Stored data:
____________
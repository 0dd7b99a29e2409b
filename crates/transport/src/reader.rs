//! DevTools message reader.
//!
//! This module provides [`CdpReader`], a typed wrapper around a framed
//! async reader that produces a stream of [`Frame`]s.

use std::pin::Pin;
use std::task::{Context, Poll};

use futures::Stream;
use pin_project_lite::pin_project;
use tokio::io::AsyncRead;
use tokio_util::codec::FramedRead;

use crate::codec::{CdpCodec, Frame};
use crate::error::CodecError;

pin_project! {
    /// An async stream of incoming protocol units.
    ///
    /// `CdpReader` wraps an [`AsyncRead`] source and cuts it into complete
    /// JSON units however the bytes happen to be chunked. Decoding a unit into
    /// an [`InboundMessage`](crate::InboundMessage) is left to the consumer so
    /// that one bad unit never ends the stream.
    ///
    /// # Example
    ///
    /// ```ignore
    /// use futures::StreamExt;
    /// use transport::{CdpReader, Frame, InboundMessage};
    ///
    /// let mut reader = CdpReader::new(read_half);
    ///
    /// while let Some(frame) = reader.next().await {
    ///     if let Frame::Complete(unit) = frame? {
    ///         let message = InboundMessage::from_slice(&unit)?;
    ///     }
    /// }
    /// ```
    pub struct CdpReader<R> {
        #[pin]
        inner: FramedRead<R, CdpCodec>,
    }
}

impl<R> CdpReader<R>
where
    R: AsyncRead + Unpin,
{
    /// Create a new reader from an async read source.
    pub fn new(reader: R) -> Self {
        Self {
            inner: FramedRead::new(reader, CdpCodec::new()),
        }
    }

    /// Create a new reader with a custom codec.
    ///
    /// This allows configuring options like maximum message size.
    pub fn with_codec(reader: R, codec: CdpCodec) -> Self {
        Self {
            inner: FramedRead::new(reader, codec),
        }
    }
}

impl<R> Stream for CdpReader<R>
where
    R: AsyncRead + Unpin,
{
    type Item = Result<Frame, CodecError>;

    fn poll_next(self: Pin<&mut Self>, cx: &mut Context<'_>) -> Poll<Option<Self::Item>> {
        self.project().inner.poll_next(cx)
    }
}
____________
=== What is required ===
The answer must consist of every line in the records above that contains the word "FramedRead".

=== Answer below ===
use tokio_util::codec::FramedRead;
        inner: FramedRead<R, CdpCodec>,
            inner: FramedRead::new(reader, CdpCodec::new()),
            inner: FramedRead::new(reader, codec),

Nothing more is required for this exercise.